• **WHAT YOU ARE ASKED TO DO**: Reproduce the line containing "self.supported" and every line after it through the end of the records. Include nothing else.

─── SUPPLIED RECORDS

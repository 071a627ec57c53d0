//! Segmentation engine.
//!
//! Binds the audio feed, the recognition stream, and the periodic tick into
//! one serialized event sequence consumed by a single task that owns all
//! session state, and exposes the typed output subscriptions.
//!
//! Lifecycle discipline: `start()` is "stop, then start" — any prior session
//! is fully torn down before the new one is wired, and every failure path
//! leaves the engine idle. The session lock is held across the whole
//! transition, so concurrent starts serialize. Events from a torn-down
//! session carry a stale generation and are discarded.

use crate::clock::{Clock, SystemClock};
use crate::config::EngineConfig;
use crate::error::{Result, StartError};
use crate::recognizer::SpeechRecognizer;
use crate::segment::frame::{AudioFrame, EngineEvent, FinalChunk, PartialChunk, SessionEvent};
use crate::segment::session::{SessionOutput, SessionState};
use std::sync::atomic::{AtomicU64, Ordering};
use std::sync::{Arc, Mutex as StdMutex};
use tokio::sync::{Mutex, broadcast, mpsc};
use tokio::task::JoinHandle;

/// Handle the capture collaborator pushes audio through.
///
/// `push` is safe to call from an audio callback: it stamps the frame and
/// does a non-blocking `try_send`. When the queue is full the frame is
/// dropped (backlog policy is the caller's concern), and after the session
/// ends pushes land in a closed channel and vanish.
#[derive(Clone)]
pub struct AudioFeed {
    tx: mpsc::Sender<SessionEvent>,
    generation: u64,
    clock: Arc<dyn Clock>,
}

impl AudioFeed {
    /// Pushes one buffer of mono float samples.
    pub fn push(&self, samples: Vec<f32>, sample_rate: u32) {
        let frame = AudioFrame::new(samples, sample_rate, self.clock.now());
        let _ = self.tx.try_send(SessionEvent {
            generation: self.generation,
            event: EngineEvent::Audio(frame),
        });
    }
}

/// Tasks and channel of one running session.
struct Session {
    generation: u64,
    event_tx: mpsc::Sender<SessionEvent>,
    consumer: JoinHandle<()>,
    forwarder: JoinHandle<()>,
    tick: JoinHandle<()>,
}

/// Converts audio and recognition streams into bounded text chunks.
pub struct SegmentationEngine<R: SpeechRecognizer> {
    recognizer: Arc<R>,
    config: StdMutex<EngineConfig>,
    clock: Arc<dyn Clock>,
    /// Utterance ids are allocated from here across sessions, so they are
    /// never reused within a process lifetime.
    next_utterance_id: Arc<AtomicU64>,
    /// Incremented on every start and stop; events carrying an older value
    /// are stale.
    generation: AtomicU64,
    session: Arc<Mutex<Option<Session>>>,
    partial_tx: broadcast::Sender<PartialChunk>,
    final_tx: broadcast::Sender<FinalChunk>,
}

impl<R: SpeechRecognizer + 'static> SegmentationEngine<R> {
    /// Creates an engine with the system clock.
    pub fn new(recognizer: R, config: EngineConfig) -> Self {
        Self::with_clock(recognizer, config, Arc::new(SystemClock))
    }

    /// Creates an engine with an injected clock (deterministic tests).
    pub fn with_clock(recognizer: R, config: EngineConfig, clock: Arc<dyn Clock>) -> Self {
        let (partial_tx, _) = broadcast::channel(config.output_buffer_size.max(1));
        let (final_tx, _) = broadcast::channel(config.output_buffer_size.max(1));
        Self {
            recognizer: Arc::new(recognizer),
            config: StdMutex::new(config),
            clock,
            next_utterance_id: Arc::new(AtomicU64::new(1)),
            generation: AtomicU64::new(0),
            session: Arc::new(Mutex::new(None)),
            partial_tx,
            final_tx,
        }
    }

    /// Whether recognition is available on this host.
    pub fn is_supported(&self) -> bool {
        self.recognizer.is_supported()
    }

    /// Subscribes to in-progress partial updates.
    pub fn subscribe_partials(&self) -> broadcast::Receiver<PartialChunk> {
        self.partial_tx.subscribe()
    }

    /// Subscribes to finalized chunks.
    pub fn subscribe_finals(&self) -> broadcast::Receiver<FinalChunk> {
        self.final_tx.subscribe()
    }

    /// True while a session's consumer task is alive.
    pub async fn is_running(&self) -> bool {
        self.session
            .lock()
            .await
            .as_ref()
            .map(|s| !s.consumer.is_finished())
            .unwrap_or(false)
    }

    /// Starts a session and returns the audio feed handle.
    ///
    /// Idempotent: any prior session is torn down first. On any error the
    /// engine is left idle with no partially wired state.
    pub async fn start(&self) -> Result<AudioFeed> {
        // The lock is held through teardown, wiring, and install; a second
        // start() waits here instead of racing a half-built session.
        let mut slot = self.session.lock().await;
        self.teardown(&mut slot).await;

        if !self.recognizer.is_supported() {
            return Err(StartError::Unsupported {
                message: "recognizer reports no on-device support".to_string(),
            });
        }

        // Nothing is wired yet, so a recognizer failure leaves the engine idle.
        let recognition_rx = self.recognizer.start().await?;

        let generation = self.generation.fetch_add(1, Ordering::SeqCst) + 1;
        let config = match self.config.lock() {
            Ok(config) => config.clone(),
            Err(poisoned) => poisoned.into_inner().clone(),
        };
        let tick_interval = config.tick_interval();
        let (event_tx, mut event_rx) =
            mpsc::channel::<SessionEvent>(config.event_buffer_size.max(1));

        // Single consumer: the only writer of session state.
        let mut state = SessionState::new(config, self.next_utterance_id.clone());
        let partial_tx = self.partial_tx.clone();
        let final_tx = self.final_tx.clone();
        let recognizer = self.recognizer.clone();
        let session_slot = Arc::clone(&self.session);
        let consumer = tokio::spawn(async move {
            while let Some(SessionEvent {
                generation: event_generation,
                event,
            }) = event_rx.recv().await
            {
                if event_generation != generation {
                    continue;
                }
                for output in state.handle(event) {
                    match output {
                        SessionOutput::Partial(update) => {
                            // No subscribers is not an error.
                            let _ = partial_tx.send(update);
                        }
                        SessionOutput::Final(chunk) => {
                            let _ = final_tx.send(chunk);
                        }
                        SessionOutput::Teardown => {
                            recognizer.stop().await;
                            // Uninstall this session so the engine reads as
                            // idle and a later stop() finds nothing to do.
                            let mut slot = session_slot.lock().await;
                            if slot.as_ref().is_some_and(|s| s.generation == generation)
                                && let Some(dead) = slot.take()
                            {
                                dead.tick.abort();
                                dead.forwarder.abort();
                            }
                            return;
                        }
                    }
                }
            }
        });

        // Recognition forwarder: stamps results onto the serialized queue.
        let forwarder_tx = event_tx.clone();
        let forwarder_clock = self.clock.clone();
        let forwarder = tokio::spawn(async move {
            let mut recognition_rx = recognition_rx;
            while let Some(result) = recognition_rx.recv().await {
                let event = SessionEvent {
                    generation,
                    event: EngineEvent::Recognition {
                        result,
                        at: forwarder_clock.now(),
                    },
                };
                if forwarder_tx.send(event).await.is_err() {
                    break;
                }
            }
        });

        // Periodic tick: the defensive fallback boundary detector.
        let tick_tx = event_tx.clone();
        let tick_clock = self.clock.clone();
        let tick = tokio::spawn(async move {
            let mut interval = tokio::time::interval(tick_interval);
            interval.set_missed_tick_behavior(tokio::time::MissedTickBehavior::Skip);
            loop {
                interval.tick().await;
                let event = SessionEvent {
                    generation,
                    event: EngineEvent::Tick {
                        at: tick_clock.now(),
                    },
                };
                if tick_tx.send(event).await.is_err() {
                    break;
                }
            }
        });

        let feed = AudioFeed {
            tx: event_tx.clone(),
            generation,
            clock: self.clock.clone(),
        };

        *slot = Some(Session {
            generation,
            event_tx,
            consumer,
            forwarder,
            tick,
        });

        Ok(feed)
    }

    /// Stops the current session. Never fails; safe from any state,
    /// including idle, and safe to call repeatedly.
    pub async fn stop(&self) {
        let mut slot = self.session.lock().await;
        self.teardown(&mut slot).await;
    }

    /// Tears down the session in `slot`, if any. The caller holds the
    /// session lock, so no new session can be wired mid-teardown.
    async fn teardown(&self, slot: &mut Option<Session>) {
        let Some(session) = slot.take() else {
            return;
        };

        // Anything still in flight from this session is stale from here on.
        self.generation.fetch_add(1, Ordering::SeqCst);

        session.tick.abort();
        session.forwarder.abort();
        session.consumer.abort();
        let _ = session.tick.await;
        let _ = session.forwarder.await;
        let _ = session.consumer.await;
        drop(session.event_tx);

        self.recognizer.stop().await;
    }

    /// Updates the silence gap. Clamped at evaluation; a running session
    /// picks the change up on its next evaluation, never retroactively.
    pub async fn set_silence_gap(&self, secs: f32) {
        match self.config.lock() {
            Ok(mut config) => config.silence_gap_secs = secs,
            Err(poisoned) => poisoned.into_inner().silence_gap_secs = secs,
        }
        // The sender is cloned out so the send below never holds the session
        // lock; a full event queue delays the update instead of dropping it.
        let target = self
            .session
            .lock()
            .await
            .as_ref()
            .map(|session| (session.event_tx.clone(), session.generation));
        if let Some((tx, generation)) = target {
            let _ = tx
                .send(SessionEvent {
                    generation,
                    event: EngineEvent::SetSilenceGap { secs },
                })
                .await;
        }
    }
}

#[cfg(test)]
mod tests {
    use super::*;
    use crate::recognizer::RecognitionResult;
    use async_trait::async_trait;

    /// Recognizer stub that is either supported or not and never yields.
    struct StubRecognizer {
        supported: bool,
    }

    #[async_trait]
    impl SpeechRecognizer for StubRecognizer {
        fn is_supported(&self) -> bool {
            self.supported
        }

        async fn start(&self) -> Result<mpsc::Receiver<RecognitionResult>> {
            let (_tx, rx) = mpsc::channel(1);
            Ok(rx)
        }

        async fn stop(&self) {}
    }

    #[tokio::test]
    async fn test_start_refuses_unsupported_recognizer() {
        let engine = SegmentationEngine::new(
            StubRecognizer { supported: false },
            EngineConfig::default(),
        );
        let result = engine.start().await;
        assert!(matches!(result, Err(StartError::Unsupported { .. })));
        assert!(!engine.is_running().await);
    }

    #[tokio::test]
    async fn test_stop_while_idle_is_a_no_op() {
        let engine = SegmentationEngine::new(
            StubRecognizer { supported: true },
            EngineConfig::default(),
        );
        engine.stop().await;
        engine.stop().await;
        assert!(!engine.is_running().await);
    }

    #[tokio::test]
    async fn test_feed_push_after_stop_is_silently_dropped() {
        let engine = SegmentationEngine::new(
            StubRecognizer { supported: true },
            EngineConfig::default(),
        );
        let feed = engine.start().await.unwrap();
        engine.stop().await;
        // Must not panic or block
        feed.push(vec![0.0; 160], 16_000);
    }

    #[tokio::test]
    async fn test_start_is_stop_then_start() {
        let engine = SegmentationEngine::new(
            StubRecognizer { supported: true },
            EngineConfig::default(),
        );
        let _first = engine.start().await.unwrap();
        let _second = engine.start().await.unwrap();
        assert!(engine.is_running().await);
        engine.stop().await;
        assert!(!engine.is_running().await);
    }
}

──────

• **TASK RESULT**:
            self.supported
        }

        async fn start(&self) -> Result<mpsc::Receiver<RecognitionResult>> {
            let (_tx, rx) = mpsc::channel(1);
            Ok(rx)
        }

        async fn stop(&self) {}
    }

    #[tokio::test]
    async fn test_start_refuses_unsupported_recognizer() {
        let engine = SegmentationEngine::new(
            StubRecognizer { supported: false },
            EngineConfig::default(),
        );
        let result = engine.start().await;
        assert!(matches!(result, Err(StartError::Unsupported { .. })));
        assert!(!engine.is_running().await);
    }

    #[tokio::test]
    async fn test_stop_while_idle_is_a_no_op() {
        let engine = SegmentationEngine::new(
            StubRecognizer { supported: true },
            EngineConfig::default(),
        );
        engine.stop().await;
        engine.stop().await;
        assert!(!engine.is_running().await);
    }

    #[tokio::test]
    async fn test_feed_push_after_stop_is_silently_dropped() {
        let engine = SegmentationEngine::new(
            StubRecognizer { supported: true },
            EngineConfig::default(),
        );
        let feed = engine.start().await.unwrap();
        engine.stop().await;
        // Must not panic or block
        feed.push(vec![0.0; 160], 16_000);
    }

    #[tokio::test]
    async fn test_start_is_stop_then_start() {
        let engine = SegmentationEngine::new(
            StubRecognizer { supported: true },
            EngineConfig::default(),
        );
        let _first = engine.start().await.unwrap();
        let _second = engine.start().await.unwrap();
        assert!(engine.is_running().await);
        engine.stop().await;
        assert!(!engine.is_running().await);
    }
}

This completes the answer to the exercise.